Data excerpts
# # # # # # #

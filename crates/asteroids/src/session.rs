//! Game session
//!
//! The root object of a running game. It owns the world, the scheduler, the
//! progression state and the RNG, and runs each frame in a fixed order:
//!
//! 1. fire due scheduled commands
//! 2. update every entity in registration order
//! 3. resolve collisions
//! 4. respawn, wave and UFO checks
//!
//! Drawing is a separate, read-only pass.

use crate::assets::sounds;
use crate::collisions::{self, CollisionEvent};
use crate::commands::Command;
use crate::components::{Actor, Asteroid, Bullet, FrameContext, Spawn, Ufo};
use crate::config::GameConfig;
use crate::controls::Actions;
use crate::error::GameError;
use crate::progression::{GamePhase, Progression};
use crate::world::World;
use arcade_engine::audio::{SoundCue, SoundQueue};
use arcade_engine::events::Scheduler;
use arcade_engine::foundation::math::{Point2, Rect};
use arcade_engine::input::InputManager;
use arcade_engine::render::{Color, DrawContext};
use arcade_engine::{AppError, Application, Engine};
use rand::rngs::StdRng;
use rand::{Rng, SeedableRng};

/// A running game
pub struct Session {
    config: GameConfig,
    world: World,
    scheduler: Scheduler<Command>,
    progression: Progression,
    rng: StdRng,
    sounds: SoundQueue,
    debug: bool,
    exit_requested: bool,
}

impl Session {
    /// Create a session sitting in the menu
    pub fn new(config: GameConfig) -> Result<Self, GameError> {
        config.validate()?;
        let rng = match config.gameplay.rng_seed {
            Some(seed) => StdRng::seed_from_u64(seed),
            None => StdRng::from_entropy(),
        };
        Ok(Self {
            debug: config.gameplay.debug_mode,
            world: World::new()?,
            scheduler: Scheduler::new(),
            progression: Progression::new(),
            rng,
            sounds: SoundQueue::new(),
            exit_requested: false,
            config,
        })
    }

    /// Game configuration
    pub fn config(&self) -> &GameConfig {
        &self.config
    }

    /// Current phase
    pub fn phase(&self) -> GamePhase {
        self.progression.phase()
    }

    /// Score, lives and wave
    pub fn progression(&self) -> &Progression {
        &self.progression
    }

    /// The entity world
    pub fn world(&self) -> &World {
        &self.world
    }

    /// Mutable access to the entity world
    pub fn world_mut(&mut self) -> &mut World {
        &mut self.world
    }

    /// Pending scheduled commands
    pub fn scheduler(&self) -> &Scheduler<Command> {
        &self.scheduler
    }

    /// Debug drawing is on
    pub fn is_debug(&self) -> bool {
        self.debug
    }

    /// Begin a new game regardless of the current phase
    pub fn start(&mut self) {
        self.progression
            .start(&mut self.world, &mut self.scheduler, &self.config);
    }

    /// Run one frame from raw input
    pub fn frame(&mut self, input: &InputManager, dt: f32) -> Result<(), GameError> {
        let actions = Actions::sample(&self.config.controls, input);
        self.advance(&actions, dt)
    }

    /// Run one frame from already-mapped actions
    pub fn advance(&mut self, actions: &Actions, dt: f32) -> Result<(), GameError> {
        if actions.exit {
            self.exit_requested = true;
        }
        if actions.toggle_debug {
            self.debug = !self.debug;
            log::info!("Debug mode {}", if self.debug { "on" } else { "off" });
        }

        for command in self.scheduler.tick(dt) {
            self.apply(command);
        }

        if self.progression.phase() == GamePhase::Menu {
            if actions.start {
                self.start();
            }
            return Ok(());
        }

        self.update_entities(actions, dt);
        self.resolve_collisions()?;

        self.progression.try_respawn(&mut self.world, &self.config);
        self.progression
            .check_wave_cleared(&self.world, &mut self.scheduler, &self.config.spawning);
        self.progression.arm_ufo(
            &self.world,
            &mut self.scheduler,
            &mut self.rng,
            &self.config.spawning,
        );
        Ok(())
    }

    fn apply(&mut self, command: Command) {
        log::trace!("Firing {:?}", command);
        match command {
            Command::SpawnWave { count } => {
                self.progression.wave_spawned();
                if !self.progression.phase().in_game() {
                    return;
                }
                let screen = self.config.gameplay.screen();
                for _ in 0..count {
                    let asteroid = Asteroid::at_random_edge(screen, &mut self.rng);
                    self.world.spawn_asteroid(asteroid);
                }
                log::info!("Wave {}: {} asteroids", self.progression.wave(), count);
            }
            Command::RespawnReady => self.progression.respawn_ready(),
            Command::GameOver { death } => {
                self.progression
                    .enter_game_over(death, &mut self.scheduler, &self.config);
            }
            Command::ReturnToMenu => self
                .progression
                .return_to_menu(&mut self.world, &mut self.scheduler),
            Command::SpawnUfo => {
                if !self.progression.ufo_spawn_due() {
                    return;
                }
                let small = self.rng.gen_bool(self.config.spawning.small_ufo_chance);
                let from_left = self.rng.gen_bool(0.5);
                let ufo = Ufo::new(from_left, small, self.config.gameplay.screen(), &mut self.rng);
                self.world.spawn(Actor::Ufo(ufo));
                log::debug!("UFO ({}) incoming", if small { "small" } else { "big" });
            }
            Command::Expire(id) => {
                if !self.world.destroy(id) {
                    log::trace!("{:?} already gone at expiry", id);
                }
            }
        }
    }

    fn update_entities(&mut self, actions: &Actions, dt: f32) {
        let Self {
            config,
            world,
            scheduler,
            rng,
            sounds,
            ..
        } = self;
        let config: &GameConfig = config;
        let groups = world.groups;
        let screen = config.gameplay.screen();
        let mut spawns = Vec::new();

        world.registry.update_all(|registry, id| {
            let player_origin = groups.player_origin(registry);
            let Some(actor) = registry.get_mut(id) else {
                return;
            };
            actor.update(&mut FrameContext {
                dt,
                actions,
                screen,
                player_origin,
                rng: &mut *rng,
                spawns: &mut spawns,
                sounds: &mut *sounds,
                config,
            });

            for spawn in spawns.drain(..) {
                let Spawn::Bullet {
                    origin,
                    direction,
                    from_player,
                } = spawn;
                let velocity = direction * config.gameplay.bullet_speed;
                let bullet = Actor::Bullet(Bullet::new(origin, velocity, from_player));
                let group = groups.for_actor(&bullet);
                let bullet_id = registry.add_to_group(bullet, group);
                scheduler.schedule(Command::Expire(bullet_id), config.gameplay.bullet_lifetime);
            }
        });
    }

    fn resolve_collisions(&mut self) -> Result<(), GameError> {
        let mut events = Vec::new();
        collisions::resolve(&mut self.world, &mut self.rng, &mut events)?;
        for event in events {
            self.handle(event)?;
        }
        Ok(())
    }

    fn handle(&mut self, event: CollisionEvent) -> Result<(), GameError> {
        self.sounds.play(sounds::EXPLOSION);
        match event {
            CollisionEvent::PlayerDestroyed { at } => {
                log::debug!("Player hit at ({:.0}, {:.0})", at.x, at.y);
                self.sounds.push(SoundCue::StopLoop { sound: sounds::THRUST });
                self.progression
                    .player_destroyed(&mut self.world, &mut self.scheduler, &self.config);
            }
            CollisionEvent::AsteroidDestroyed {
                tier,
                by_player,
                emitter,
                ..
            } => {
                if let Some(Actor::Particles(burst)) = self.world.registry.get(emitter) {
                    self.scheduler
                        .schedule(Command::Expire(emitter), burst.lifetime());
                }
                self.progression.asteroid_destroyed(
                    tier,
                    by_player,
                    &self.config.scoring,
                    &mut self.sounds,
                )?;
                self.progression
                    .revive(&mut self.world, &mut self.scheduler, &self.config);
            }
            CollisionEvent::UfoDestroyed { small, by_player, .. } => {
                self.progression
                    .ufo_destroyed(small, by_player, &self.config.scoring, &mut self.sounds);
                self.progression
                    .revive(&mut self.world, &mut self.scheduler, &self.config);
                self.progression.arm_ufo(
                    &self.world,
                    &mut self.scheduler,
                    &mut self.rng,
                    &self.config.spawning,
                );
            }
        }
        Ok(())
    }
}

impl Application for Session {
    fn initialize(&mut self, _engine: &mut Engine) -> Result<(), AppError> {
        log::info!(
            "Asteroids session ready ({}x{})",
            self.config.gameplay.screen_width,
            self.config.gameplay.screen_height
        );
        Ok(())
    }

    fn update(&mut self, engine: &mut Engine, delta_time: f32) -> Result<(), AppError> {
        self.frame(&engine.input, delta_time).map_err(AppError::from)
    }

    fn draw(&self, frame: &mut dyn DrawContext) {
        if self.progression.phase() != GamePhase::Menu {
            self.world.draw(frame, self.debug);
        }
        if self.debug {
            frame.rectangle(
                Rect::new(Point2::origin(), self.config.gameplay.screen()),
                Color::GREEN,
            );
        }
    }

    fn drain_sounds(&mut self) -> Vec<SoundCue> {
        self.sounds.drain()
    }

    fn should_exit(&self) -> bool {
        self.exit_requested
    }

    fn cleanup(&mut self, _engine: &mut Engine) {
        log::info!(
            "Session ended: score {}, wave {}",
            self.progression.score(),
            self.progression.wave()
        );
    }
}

# # # # # # #

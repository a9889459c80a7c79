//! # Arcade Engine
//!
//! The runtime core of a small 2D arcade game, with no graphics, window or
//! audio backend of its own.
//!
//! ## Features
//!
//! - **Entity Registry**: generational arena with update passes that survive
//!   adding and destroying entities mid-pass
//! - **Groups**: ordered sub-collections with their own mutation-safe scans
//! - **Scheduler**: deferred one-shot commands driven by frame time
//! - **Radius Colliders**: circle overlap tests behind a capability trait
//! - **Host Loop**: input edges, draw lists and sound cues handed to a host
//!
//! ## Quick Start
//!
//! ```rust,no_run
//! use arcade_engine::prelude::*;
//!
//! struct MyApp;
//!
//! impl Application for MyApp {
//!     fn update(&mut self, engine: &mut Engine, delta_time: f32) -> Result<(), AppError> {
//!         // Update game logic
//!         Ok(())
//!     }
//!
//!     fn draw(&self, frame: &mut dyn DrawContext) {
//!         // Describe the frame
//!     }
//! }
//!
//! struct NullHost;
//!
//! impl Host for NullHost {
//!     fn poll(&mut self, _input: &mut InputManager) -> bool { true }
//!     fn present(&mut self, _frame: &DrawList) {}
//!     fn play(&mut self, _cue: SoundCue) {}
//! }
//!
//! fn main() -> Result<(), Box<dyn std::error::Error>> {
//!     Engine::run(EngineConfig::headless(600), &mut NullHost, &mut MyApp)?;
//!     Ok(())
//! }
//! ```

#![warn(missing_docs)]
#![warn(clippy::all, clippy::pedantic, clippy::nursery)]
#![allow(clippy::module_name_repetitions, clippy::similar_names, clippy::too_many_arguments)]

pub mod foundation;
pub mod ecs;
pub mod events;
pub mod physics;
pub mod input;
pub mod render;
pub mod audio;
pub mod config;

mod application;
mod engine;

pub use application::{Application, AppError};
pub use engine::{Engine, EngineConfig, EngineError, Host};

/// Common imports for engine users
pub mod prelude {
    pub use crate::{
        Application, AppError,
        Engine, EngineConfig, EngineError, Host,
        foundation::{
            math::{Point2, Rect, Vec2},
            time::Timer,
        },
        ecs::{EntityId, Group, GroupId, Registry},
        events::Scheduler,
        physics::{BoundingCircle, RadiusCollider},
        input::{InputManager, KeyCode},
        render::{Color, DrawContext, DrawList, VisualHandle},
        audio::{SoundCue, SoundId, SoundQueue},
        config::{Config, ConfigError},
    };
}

# # # # # # #

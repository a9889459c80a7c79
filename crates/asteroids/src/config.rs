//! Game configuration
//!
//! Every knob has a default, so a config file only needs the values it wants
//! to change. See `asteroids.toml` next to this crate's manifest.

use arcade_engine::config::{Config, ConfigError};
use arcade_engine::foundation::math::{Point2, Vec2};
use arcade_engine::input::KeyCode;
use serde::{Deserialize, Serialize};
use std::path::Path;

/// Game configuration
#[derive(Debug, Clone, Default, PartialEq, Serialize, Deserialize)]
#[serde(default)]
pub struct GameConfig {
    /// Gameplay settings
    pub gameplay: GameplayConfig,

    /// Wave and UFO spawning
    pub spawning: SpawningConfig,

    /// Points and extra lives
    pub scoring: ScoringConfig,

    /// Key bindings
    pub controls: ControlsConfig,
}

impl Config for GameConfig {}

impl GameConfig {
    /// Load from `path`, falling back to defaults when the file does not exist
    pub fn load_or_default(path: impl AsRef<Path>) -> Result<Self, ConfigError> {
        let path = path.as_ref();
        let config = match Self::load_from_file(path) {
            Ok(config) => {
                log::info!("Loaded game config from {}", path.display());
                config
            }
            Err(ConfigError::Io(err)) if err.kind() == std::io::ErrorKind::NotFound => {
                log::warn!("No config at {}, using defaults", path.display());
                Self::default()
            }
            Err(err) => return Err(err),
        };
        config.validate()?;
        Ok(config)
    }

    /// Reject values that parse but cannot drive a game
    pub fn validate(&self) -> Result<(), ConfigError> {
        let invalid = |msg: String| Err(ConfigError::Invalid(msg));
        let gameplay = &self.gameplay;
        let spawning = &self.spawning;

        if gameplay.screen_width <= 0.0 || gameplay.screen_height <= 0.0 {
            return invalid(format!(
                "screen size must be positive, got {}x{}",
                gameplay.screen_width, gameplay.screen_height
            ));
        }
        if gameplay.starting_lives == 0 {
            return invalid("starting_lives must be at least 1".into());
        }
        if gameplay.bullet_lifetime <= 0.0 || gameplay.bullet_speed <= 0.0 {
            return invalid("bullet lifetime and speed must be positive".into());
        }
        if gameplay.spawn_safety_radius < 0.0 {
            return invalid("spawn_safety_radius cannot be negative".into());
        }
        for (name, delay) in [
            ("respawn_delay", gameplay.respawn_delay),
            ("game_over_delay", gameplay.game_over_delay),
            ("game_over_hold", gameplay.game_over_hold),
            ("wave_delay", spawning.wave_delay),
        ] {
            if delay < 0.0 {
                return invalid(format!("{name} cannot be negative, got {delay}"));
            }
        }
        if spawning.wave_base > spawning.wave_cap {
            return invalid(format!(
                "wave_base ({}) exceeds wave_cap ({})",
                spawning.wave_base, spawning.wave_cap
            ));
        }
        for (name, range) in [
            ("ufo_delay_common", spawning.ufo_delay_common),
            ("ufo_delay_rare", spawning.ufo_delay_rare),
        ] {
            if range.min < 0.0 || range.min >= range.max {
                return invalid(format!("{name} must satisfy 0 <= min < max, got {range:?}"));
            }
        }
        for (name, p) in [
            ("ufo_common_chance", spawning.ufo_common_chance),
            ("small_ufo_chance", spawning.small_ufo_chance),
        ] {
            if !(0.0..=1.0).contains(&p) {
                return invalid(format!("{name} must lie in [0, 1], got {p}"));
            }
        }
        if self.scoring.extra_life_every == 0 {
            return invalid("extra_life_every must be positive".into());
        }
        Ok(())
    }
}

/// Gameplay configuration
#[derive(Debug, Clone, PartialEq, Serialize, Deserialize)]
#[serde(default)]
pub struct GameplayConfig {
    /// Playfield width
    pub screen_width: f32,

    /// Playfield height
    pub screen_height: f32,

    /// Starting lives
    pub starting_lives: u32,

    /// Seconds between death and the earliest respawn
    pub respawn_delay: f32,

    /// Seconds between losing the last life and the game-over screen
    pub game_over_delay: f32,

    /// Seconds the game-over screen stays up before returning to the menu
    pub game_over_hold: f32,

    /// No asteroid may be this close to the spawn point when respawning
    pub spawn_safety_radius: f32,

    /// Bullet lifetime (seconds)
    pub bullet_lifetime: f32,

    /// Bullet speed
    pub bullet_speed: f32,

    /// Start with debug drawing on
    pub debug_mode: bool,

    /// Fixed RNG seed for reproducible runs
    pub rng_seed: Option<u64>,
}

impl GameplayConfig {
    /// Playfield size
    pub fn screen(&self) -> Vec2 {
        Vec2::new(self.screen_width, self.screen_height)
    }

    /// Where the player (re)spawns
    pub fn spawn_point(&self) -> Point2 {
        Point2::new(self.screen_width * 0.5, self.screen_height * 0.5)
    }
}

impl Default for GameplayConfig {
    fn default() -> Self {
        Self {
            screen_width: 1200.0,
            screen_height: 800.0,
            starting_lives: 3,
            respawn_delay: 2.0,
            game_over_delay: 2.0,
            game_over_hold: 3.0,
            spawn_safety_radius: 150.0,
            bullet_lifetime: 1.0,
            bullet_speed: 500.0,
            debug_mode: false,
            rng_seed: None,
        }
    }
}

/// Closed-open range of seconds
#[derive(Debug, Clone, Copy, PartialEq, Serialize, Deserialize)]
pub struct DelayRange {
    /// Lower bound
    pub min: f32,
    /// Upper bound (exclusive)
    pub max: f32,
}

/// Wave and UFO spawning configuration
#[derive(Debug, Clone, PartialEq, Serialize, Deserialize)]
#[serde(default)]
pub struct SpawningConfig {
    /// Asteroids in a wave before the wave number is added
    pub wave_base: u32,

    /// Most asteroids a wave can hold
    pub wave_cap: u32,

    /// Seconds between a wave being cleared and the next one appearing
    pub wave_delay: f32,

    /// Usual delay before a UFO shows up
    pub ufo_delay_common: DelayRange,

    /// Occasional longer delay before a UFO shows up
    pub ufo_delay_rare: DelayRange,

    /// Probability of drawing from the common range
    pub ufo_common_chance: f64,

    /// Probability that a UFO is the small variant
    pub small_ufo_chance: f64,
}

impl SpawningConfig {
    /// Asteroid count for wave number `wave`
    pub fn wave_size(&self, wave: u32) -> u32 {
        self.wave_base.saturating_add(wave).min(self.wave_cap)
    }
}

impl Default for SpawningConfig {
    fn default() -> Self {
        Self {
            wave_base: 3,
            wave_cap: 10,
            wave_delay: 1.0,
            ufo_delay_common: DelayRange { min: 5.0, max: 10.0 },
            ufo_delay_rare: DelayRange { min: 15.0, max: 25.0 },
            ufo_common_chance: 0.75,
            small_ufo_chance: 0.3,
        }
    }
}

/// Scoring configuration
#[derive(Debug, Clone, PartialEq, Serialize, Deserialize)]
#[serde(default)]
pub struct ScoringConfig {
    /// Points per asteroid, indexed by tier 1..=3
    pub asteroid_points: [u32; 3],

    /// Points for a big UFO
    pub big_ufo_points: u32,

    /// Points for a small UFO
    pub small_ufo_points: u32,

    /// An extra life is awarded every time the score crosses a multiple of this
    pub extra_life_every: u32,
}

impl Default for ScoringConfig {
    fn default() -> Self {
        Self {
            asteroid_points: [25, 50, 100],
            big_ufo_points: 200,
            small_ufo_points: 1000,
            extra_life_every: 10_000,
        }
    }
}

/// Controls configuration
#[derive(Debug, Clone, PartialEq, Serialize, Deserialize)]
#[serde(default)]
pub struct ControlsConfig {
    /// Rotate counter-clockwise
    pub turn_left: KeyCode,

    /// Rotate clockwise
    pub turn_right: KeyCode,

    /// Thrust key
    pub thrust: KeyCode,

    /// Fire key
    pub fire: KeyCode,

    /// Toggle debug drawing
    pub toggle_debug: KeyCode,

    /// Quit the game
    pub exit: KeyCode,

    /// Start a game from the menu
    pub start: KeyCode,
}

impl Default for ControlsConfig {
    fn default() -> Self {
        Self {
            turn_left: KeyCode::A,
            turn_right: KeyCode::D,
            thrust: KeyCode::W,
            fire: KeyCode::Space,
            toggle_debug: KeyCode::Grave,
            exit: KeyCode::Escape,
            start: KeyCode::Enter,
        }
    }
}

# # # # # # #

_Problem to solve_
Search the entries for the word "Color" and pick out every line that holds it.

_Answer to this task_
use arcade_engine::render::{Color, DrawContext};
                Color::GREEN,
        render::{Color, DrawContext, DrawList, VisualHandle},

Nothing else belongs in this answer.